Нет, "самая читающая" в прошлом страна мира не перестала читать. Но престиж - или, вернее, - статус книги в нашем обществе резко снизился: и книги вообще, и художественной в частности. Причем вовсе не по одним только экономическим причинам. Достаточно сказать, что средняя стоимость книги по сравнению с тем же 1990 годом повысилась примерно в 100-150 раз, то есть ничуть не выбивается из общего ценового ряда. Факт, что книги из предмета гордости стали непременным атрибутом городских мусоросборников - причем люди массово избавляются не только от третье- и еще более многостепенных советских авторов, но и от безусловных классиков: от Державина и Пушкина до Маяковского и Шолохова.

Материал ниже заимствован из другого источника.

use std::path::Path;

use serde::{Deserialize, Serialize};

use crate::error::StrataError;

/// Top-level configuration loaded from `.strata.toml`.
///
/// Supports layered resolution: CLI flags > local config > defaults.
///
/// # Examples
///
/// ```
/// use strata_core::StrataConfig;
///
/// let config = StrataConfig::default();
/// assert_eq!(config.analysis.half_life_days, 30.0);
/// assert_eq!(config.analysis.max_files_per_commit, 50);
/// ```
#[derive(Debug, Clone, Default, Serialize, Deserialize)]
pub struct StrataConfig {
    /// History analysis tuning.
    #[serde(default)]
    pub analysis: AnalysisConfig,
}

impl StrataConfig {
    /// Load configuration from a TOML file at `path`.
    ///
    /// # Errors
    ///
    /// Returns [`StrataError::Io`] if the file cannot be read,
    /// [`StrataError::Toml`] if the content is not valid TOML, or
    /// [`StrataError::Config`] if a value is out of range.
    ///
    /// # Examples
    ///
    /// ```no_run
    /// use strata_core::StrataConfig;
    /// use std::path::Path;
    ///
    /// let config = StrataConfig::from_file(Path::new(".strata.toml")).unwrap();
    /// ```
    pub fn from_file(path: &Path) -> Result<Self, StrataError> {
        let content = std::fs::read_to_string(path)?;
        Self::from_toml(&content)
    }

    /// Parse configuration from a TOML string.
    ///
    /// # Errors
    ///
    /// Returns [`StrataError::Toml`] if parsing fails, or
    /// [`StrataError::Config`] if validation fails.
    ///
    /// # Examples
    ///
    /// ```
    /// use strata_core::StrataConfig;
    ///
    /// let toml = r#"
    /// [analysis]
    /// half_life_days = 14.0
    /// "#;
    /// let config = StrataConfig::from_toml(toml).unwrap();
    /// assert_eq!(config.analysis.half_life_days, 14.0);
    /// ```
    pub fn from_toml(content: &str) -> Result<Self, StrataError> {
        let config: Self = toml::from_str(content)?;
        config.analysis.validate()?;
        Ok(config)
    }
}

/// Tunable constants for history analysis.
///
/// # Examples
///
/// ```
/// use strata_core::AnalysisConfig;
///
/// let config = AnalysisConfig::default();
/// assert_eq!(config.min_co_changes, 2);
/// assert_eq!(config.rename_similarity, 50);
/// assert!(config.branch.is_none());
/// assert!(config.validate().is_ok());
/// ```
#[derive(Debug, Clone, Serialize, Deserialize)]
pub struct AnalysisConfig {
    /// Days after which a change's temporal weight halves (default: 30).
    #[serde(default = "default_half_life_days")]
    pub half_life_days: f64,
    /// Commits touching more files than this are left out of co-change
    /// pairing (default: 50).
    #[serde(default = "default_max_files_per_commit")]
    pub max_files_per_commit: usize,
    /// Minimum shared commits for a co-change pair to be reported (default: 2).
    #[serde(default = "default_min_co_changes")]
    pub min_co_changes: u32,
    /// Similarity percentage above which git reports a rename (default: 50).
    #[serde(default = "default_rename_similarity")]
    pub rename_similarity: u16,
    /// Commits buffered between the history reader and the indexer
    /// (default: 256).
    #[serde(default = "default_channel_capacity")]
    pub channel_capacity: usize,
    /// Branch to walk instead of `HEAD`.
    pub branch: Option<String>,
    /// Exclude patterns applied to every query in addition to the caller's.
    #[serde(default)]
    pub exclude: Vec<String>,
}

fn default_half_life_days() -> f64 {
    30.0
}

fn default_max_files_per_commit() -> usize {
    50
}

fn default_min_co_changes() -> u32 {
    2
}

fn default_rename_similarity() -> u16 {
    50
}

fn default_channel_capacity() -> usize {
    256
}

impl Default for AnalysisConfig {
    fn default() -> Self {
        Self {
            half_life_days: default_half_life_days(),
            max_files_per_commit: default_max_files_per_commit(),
            min_co_changes: default_min_co_changes(),
            rename_similarity: default_rename_similarity(),
            channel_capacity: default_channel_capacity(),
            branch: None,
            exclude: Vec::new(),
        }
    }
}

impl AnalysisConfig {
    /// Check that every value is usable.
    ///
    /// # Errors
    ///
    /// Returns [`StrataError::Config`] naming the offending key.
    pub fn validate(&self) -> Result<(), StrataError> {
        if !self.half_life_days.is_finite() || self.half_life_days <= 0.0 {
            return Err(StrataError::Config(format!(
                "analysis.half_life_days must be a positive number, got {}",
                self.half_life_days
            )));
        }
        if self.min_co_changes == 0 {
            return Err(StrataError::Config(
                "analysis.min_co_changes must be at least 1".into(),
            ));
        }
        if self.rename_similarity > 100 {
            return Err(StrataError::Config(format!(
                "analysis.rename_similarity is a percentage, got {}",
                self.rename_similarity
            )));
        }
        if self.channel_capacity == 0 {
            return Err(StrataError::Config(
                "analysis.channel_capacity must be at least 1".into(),
            ));
        }
        Ok(())
    }
}
//! Throwaway git repositories for integration tests.

#![allow(dead_code)]

use std::fs;
use std::path::Path;

use git2::{IndexAddOption, Oid, Repository, Signature, Time};
use strata_core::DateRange;
use tempfile::TempDir;

pub struct TestRepo {
    pub dir: TempDir,
    pub repo: Repository,
}

impl TestRepo {
    pub fn new() -> Self {
        let dir = tempfile::tempdir().unwrap();
        let repo = Repository::init(dir.path()).unwrap();
        Self { dir, repo }
    }

    pub fn path(&self) -> &Path {
        self.dir.path()
    }

    pub fn write(&self, path: &str, content: &str) {
        let full = self.path().join(path);
        if let Some(parent) = full.parent() {
            fs::create_dir_all(parent).unwrap();
        }
        fs::write(full, content).unwrap();
    }

    pub fn write_lines(&self, path: &str, prefix: &str, count: usize) {
        self.write(path, &lines(prefix, count));
    }

    pub fn remove(&self, path: &str) {
        fs::remove_file(self.path().join(path)).unwrap();
    }

    pub fn rename(&self, from: &str, to: &str) {
        let target = self.path().join(to);
        if let Some(parent) = target.parent() {
            fs::create_dir_all(parent).unwrap();
        }
        fs::rename(self.path().join(from), target).unwrap();
    }

    /// Stage everything and commit on `HEAD` as `author <author@example.com>`.
    pub fn commit(&self, author: &str, timestamp: i64, message: &str) -> Oid {
        let parents: Vec<Oid> = self
            .repo
            .head()
            .ok()
            .and_then(|h| h.peel_to_commit().ok())
            .map(|c| vec![c.id()])
            .unwrap_or_default();
        self.commit_with(author, timestamp, message, &parents, true)
    }

    /// Stage everything and commit with explicit parents, optionally
    /// leaving `HEAD` where it is.
    pub fn commit_with(
        &self,
        author: &str,
        timestamp: i64,
        message: &str,
        parents: &[Oid],
        update_head: bool,
    ) -> Oid {
        let mut index = self.repo.index().unwrap();
        index
            .add_all(["*"].iter(), IndexAddOption::DEFAULT, None)
            .unwrap();
        index.update_all(["*"].iter(), None).unwrap();
        index.write().unwrap();
        let tree_id = index.write_tree().unwrap();
        let tree = self.repo.find_tree(tree_id).unwrap();

        let email = format!("{author}@example.com");
        let sig = Signature::new(author, &email, &Time::new(timestamp, 0)).unwrap();
        let parent_commits: Vec<git2::Commit<'_>> = parents
            .iter()
            .map(|oid| self.repo.find_commit(*oid).unwrap())
            .collect();
        let parent_refs: Vec<&git2::Commit<'_>> = parent_commits.iter().collect();

        self.repo
            .commit(
                update_head.then_some("HEAD"),
                &sig,
                &sig,
                message,
                &tree,
                &parent_refs,
            )
            .unwrap()
    }
}

pub fn lines(prefix: &str, count: usize) -> String {
    (1..=count).map(|i| format!("{prefix} line {i}\n")).collect()
}

/// Unix timestamp of `date` (YYYY-MM-DD) at midnight UTC plus `hours`.
pub fn at(date: &str, hours: i64) -> i64 {
    DateRange::parse(date, date).unwrap().start_timestamp() + hours * 3600
}

pub fn january() -> DateRange {
    DateRange::parse("2025-01-01", "2025-02-01").unwrap()
}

То же самое касается и другого "носителя" литературы - так называемых "толстых" журналов, чьи тиражи упали даже не в десятки, а в сотни раз, превратившись из массовых, задающих "ценностные стандарты" всей стране изданий - в более-менее узкие групповые альманахи.
То есть литературный процесс как таковой в значительной степени пересох и обмелел. Литература стала восприниматься более чем утилитарно и явно проигрывает другим каналам массовой коммуникации: имеются в виду прежде всего не газеты и журнальный "глянец", а теле- и радиовещание плюс интернет. Но если с "голубых экранов" и из радиоэфира литература практически исчезла (опять же, за исключением нескольких сугубо коммерческих проектов), то в интернете искусство художественной словесности не просто прижилось, но и нашло своё новое измерение - как некогда звучащее слово стало словом написанным, а затем, в "галактике Гутенберга", - и напечатанным.

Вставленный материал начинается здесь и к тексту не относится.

//! Exclude-pattern matching for repository-relative paths.
//!
//! Two rule shapes share one list: a pattern containing any of `*`, `?` or
//! `[` is a shell glob matched against the whole path (with `*` free to
//! cross `/`), anything else is a plain substring. Matching is
//! case-sensitive.

use glob::{MatchOptions, Pattern};
use strata_core::StrataError;

const MATCH_OPTIONS: MatchOptions = MatchOptions {
    case_sensitive: true,
    require_literal_separator: false,
    require_literal_leading_dot: false,
};

#[derive(Debug, Clone)]
enum Rule {
    Glob(Pattern),
    Substring(String),
}

/// A validated set of exclude patterns.
///
/// # Examples
///
/// ```
/// use strata_engine::exclude::ExcludeSet;
///
/// let set = ExcludeSet::new(&["*.lock".to_string(), "vendor/".to_string()]).unwrap();
/// assert!(set.is_excluded("Cargo.lock"));
/// assert!(set.is_excluded("third_party/vendor/lib.c"));
/// assert!(!set.is_excluded("src/main.rs"));
/// ```
#[derive(Debug, Clone, Default)]
pub struct ExcludeSet {
    rules: Vec<Rule>,
}

impl ExcludeSet {
    /// Compile every pattern up front.
    ///
    /// # Errors
    ///
    /// Returns [`StrataError::InvalidPattern`] for the first pattern that is
    /// empty or not a valid glob. Nothing is silently dropped.
    pub fn new(patterns: &[String]) -> Result<Self, StrataError> {
        let mut rules = Vec::with_capacity(patterns.len());
        for raw in patterns {
            if raw.trim().is_empty() {
                return Err(StrataError::InvalidPattern {
                    pattern: raw.clone(),
                    reason: "pattern is empty".into(),
                });
            }
            if raw.contains(['*', '?', '[']) {
                let pattern = Pattern::new(raw).map_err(|e| StrataError::InvalidPattern {
                    pattern: raw.clone(),
                    reason: e.msg.to_string(),
                })?;
                rules.push(Rule::Glob(pattern));
            } else {
                rules.push(Rule::Substring(raw.clone()));
            }
        }
        Ok(Self { rules })
    }

    /// Whether the set filters anything at all.
    pub fn is_empty(&self) -> bool {
        self.rules.is_empty()
    }

    /// Whether `path` matches any rule.
    pub fn is_excluded(&self, path: &str) -> bool {
        self.rules.iter().any(|rule| match rule {
            Rule::Glob(pattern) => pattern.matches_with(path, MATCH_OPTIONS),
            Rule::Substring(needle) => path.contains(needle.as_str()),
        })
    }
}
//! Contributor leaderboard.

use serde::Serialize;

use crate::index::ChangeIndex;

/// One author's totals over the window.
///
/// # Examples
///
/// ```
/// use strata_engine::contributors::Contributor;
///
/// let c = Contributor {
///     author_name: "alice".into(),
///     author_email: "alice@example.com".into(),
///     commits: 42,
///     additions: 1200,
///     deletions: 300,
/// };
/// assert_eq!(c.commits, 42);
/// ```
#[derive(Debug, Clone, PartialEq, Eq, Serialize)]
pub struct Contributor {
    /// Name on the author's most recent commit.
    pub author_name: String,
    /// Email, the identity key.
    pub author_email: String,
    /// Commits touching at least one non-excluded file.
    pub commits: u32,
    /// Lines added to non-excluded files.
    pub additions: u64,
    /// Lines deleted from non-excluded files.
    pub deletions: u64,
}

/// List every contributor, busiest first.
///
/// Sorted by commits descending, additions descending, name ascending, then
/// email ascending.
pub fn aggregate_contributors(index: &ChangeIndex) -> Vec<Contributor> {
    let mut contributors: Vec<Contributor> = index
        .contributors()
        .iter()
        .map(|c| Contributor {
            author_name: c.name.clone(),
            author_email: c.email.clone(),
            commits: c.commits,
            additions: c.additions,
            deletions: c.deletions,
        })
        .collect();

    contributors.sort_by(|a, b| {
        b.commits
            .cmp(&a.commits)
            .then_with(|| b.additions.cmp(&a.additions))
            .then_with(|| a.author_name.cmp(&b.author_name))
            .then_with(|| a.author_email.cmp(&b.author_email))
    });
    contributors
}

Сегодня литература снова "меняет кожу", с бумажного носителя переходя на носитель электронный, и в этом отношении, что может быть показательно, уже не опережая на столетия денежные знаки, а послушно следуя за ними.
Этот процесс я бы сопоставил как раз не с изобретением книгопечатания, а с изобретением письменности как таковой. До того единственным носителем эстетической информации оставалась человеческая речь, голос, звук. И социальная функция сказителя, "бояна" требовала от её исполнителя не только отлично тренированной памяти, не только хорошо поставленного голоса, но и наличия определённого круга слушателей, готового внимать сказителю в специальной, выделенной из обычного пространства и времени ситуации общения. Последнее чрезвычайно важно, поскольку придавало сказителю совершенно особый статус хранителя и, как бы выразились сегодня, "модератора" эстетического и, соответственно, этического единства социума: от уровня семьи и выше. И если, скажем, пословицы, поговорки и приметы как простейшие фольклорные жанры еще не требовали ситуации выделенного общения с фигурой "сказителя", то уже начиная с уровня загадок и вплоть до героического эпоса его присутствие становилось практически обязательным.
Создание письменности резко изменило модель эстетического общения - прежде всего потому, что тексты стало возможным не только слушать, но и читать самостоятельно. При этом функции эстетического восприятия не просто были переключены со слуха на зрение. Появилось "внутреннее проговаривание" текста в процессе чтения, которое резко повысило интеллектуальный "потолок" читателя по сравнению со слушателем. Иными словами, читатель в некотором роде стал и сказителем (исказителем? модератором?) текста.
Соответственно, возникла и фигура писателя, реализующая совершенно иной круг социальных функций, чем фигура сказителя. Писатель - создатель письменного текста, а не устного, звукового сообщения. Он формировал объект для чтения и - одновременно - сам являлся первым его читателем-слушателем, имевшим право изменять "свой", "авторский" текст в меру собственного разумения до момента его публикации, то есть до передачи на каком-то носителе "городу и миру". Личное присутствие писателя в процессе чтения читателю не нужно, он представлен не в своем человеческом качестве, а через текст и как текст.
Это обстоятельство и породило феномен литературы, искусства художественного текста, письменной формы слова, где функции автора-творца-писателя и соавтора-потребителя-читателя были разнесены как бы по разные стороны листа. Интернет эту ситуацию коренным образом изменяет. Инобытие автора по отношению к читателю и читателя по отношению к автору становится со-бытием (и событием, кстати, тоже). Автор-творец-писатель может находиться по отношению к соавтору-потребителю-читателю уже не за гранью листа, а в режиме "он-лайн". То есть принципиально восстанавливается возможность непосредственного общения читателя с автором - пусть уже (или еще?) не в звуковом, а в текстовом режиме.
В результате возникает совершенно новый род искусства, уже получивший имя "сетература" и к традиционной литературе относящийся приблизительно так же, как она сама относилась к фольклору. То есть электронные версии "классических" литературных текстов, вывешенные в Сети, в ближайшем будущем получат примерно тот же статус, который сегодня имеют опубликованные в книгах и журналах записи произведений фольклора.